Message subtil, l’origine iranienne du produit était masquée par les couleurs tricolores de la Fédération de Russie, le thème iranien serait abordé suffisamment tôt dans la soirée.
Attention délicate, un petit diamant ornait chacune des embarcations : traduction joaillière de bon goût du mot « Almas », c’est-à-dire « diamant ». Les deux tables étaient couvertes de petits toasts plus raffinés les uns que les autres : ris de veau rissolé en brochette, saumon tranché à la demande, etc., mais le plus étonnant restait la pyramide des desserts. Avec ingéniosité Pierre Dejean, son chef pâtissier avait construit un Kremlin en chocolat, avec sur la Place Rouge un ensemble de personnages en sucre qui entouraient une chorale des chœurs de l’armée : le mécanisme musical avait demandé une nuit de travail au concepteur, mais le résultat était à la hauteur.

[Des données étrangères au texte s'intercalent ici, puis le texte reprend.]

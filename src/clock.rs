//! Millisecond wall-clock source.
//!
//! All protocol timing (startup window, recent-write window, dedup window,
//! recovery expiry) reads time through [`Clock`] so simulations and tests can
//! drive it deterministically.

use parking_lot::Mutex;
use std::sync::Arc;

/// Epoch milliseconds.
pub type EpochMs = i64;

pub trait Clock: Send + Sync {
    fn now_ms(&self) -> EpochMs;
}

/// Real time via `chrono`.
#[derive(Debug, Default, Clone, Copy)]
pub struct SystemClock;

impl Clock for SystemClock {
    fn now_ms(&self) -> EpochMs {
        chrono::Utc::now().timestamp_millis()
    }
}

/// Manually advanced clock shared between simulated tabs.
#[derive(Debug, Clone, Default)]
pub struct ManualClock {
    now: Arc<Mutex<EpochMs>>,
}

impl ManualClock {
    pub fn new(start_ms: EpochMs) -> Self {
        Self {
            now: Arc::new(Mutex::new(start_ms)),
        }
    }

    pub fn advance(&self, ms: i64) {
        *self.now.lock() += ms;
    }

    pub fn set(&self, ms: EpochMs) {
        *self.now.lock() = ms;
    }
}

impl Clock for ManualClock {
    fn now_ms(&self) -> EpochMs {
        *self.now.lock()
    }
}

#[cfg(test)]
mod tests {
    use super::*;

    #[test]
    fn manual_clock_is_shared_between_clones() {
        let clock = ManualClock::new(1_000);
        let other = clock.clone();
        clock.advance(250);
        assert_eq!(other.now_ms(), 1_250);
        other.set(5);
        assert_eq!(clock.now_ms(), 5);
    }

    #[test]
    fn system_clock_is_after_2020() {
        assert!(SystemClock.now_ms() > 1_577_836_800_000);
    }
}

Compte tenu de la guerre en Ukraine, ce serait apprécié…
Adnan n’avait pas le temps de s’attarder devant le chef-d’œuvre, mais il se promit d’être le premier à le déguster.
De l’autre côté, Dimitri Boulganov, le chef habituel du « Mawa », avait fait aussi des prouesses : pas question de se laisser impressionner par le Français ! Son buffet russe allait ravir ses hôtes saoudiens et libanais. Certes ils devaient être habitués sur leur propre bâtiment à une cuisine parfaite, mais on peut toujours faire mieux. Il se rappelait chaque jour ce que disait le grand cuisinier Anatoli Komm chez qui il avait débuté : « La nourriture est ce qui rassemble, elle est en dehors de la politique ! » Il ne savait pas qu’il était à côté de la plaque.
Le premier « Riva » accostait sur bâbord ; c’était celui du « Jida », du prince Bin Al-Sharbatly.
Accompagné de son secrétaire et d’un garde du corps, il monta avec précaution sur le pont du « Mawa » ; il avait troqué sa tenue habituelle saoudienne contre un costume blanc ; ses lunettes noires dissimulaient son regard ; sa chemise légèrement entrouverte laissait entrevoir une grosse chaîne en or. Au poignet, la montre commandée spécialement à Genève chez Rolex, une Oyster Perpétual Deepsea, devait par sa taille, déclencher tous les détecteurs de métaux à l’approche d’un aéroport.
Il salua Adnan à l’Oriental, évitant ainsi de se faire broyer les phalanges ; grâce à ses lunettes, il évita son regard et se dirigea sur le côté, encadré par ses deux sbires.
Adnan allait faire une remarque quand le capitaine, légèrement en retrait, lui fit discrètement signe que d’autres invités se présentaient ; il se retourna à temps pour saluer Rachid Achkar, le Libanais.
Il était seulement accompagné d’un secrétaire, en fait un bagagiste de luxe. Beaucoup plus volubile et expansif, il donna une accolade généreuse à son hôte. La masse musculaire d’Adnan repoussa avec discrétion les effusions de Rachid, qui découvrit alors les somptueuses créatures élégamment installées sur un sofa de cuir blanc, en retrait des buffets. Sur un signe d’Adnan, elles se dirigèrent vers le pont inférieur, et laissant tomber leurs peignoirs de bain, se glissèrent dans l’immense jacuzzi de marbre. Le bain bouillonnant dissimula leurs formes généreuses à Achkar qui avait déjà oublié sa femme enceinte.
Bin Al-Sharbatly, très hypocritement, fit semblant de n’avoir rien vu.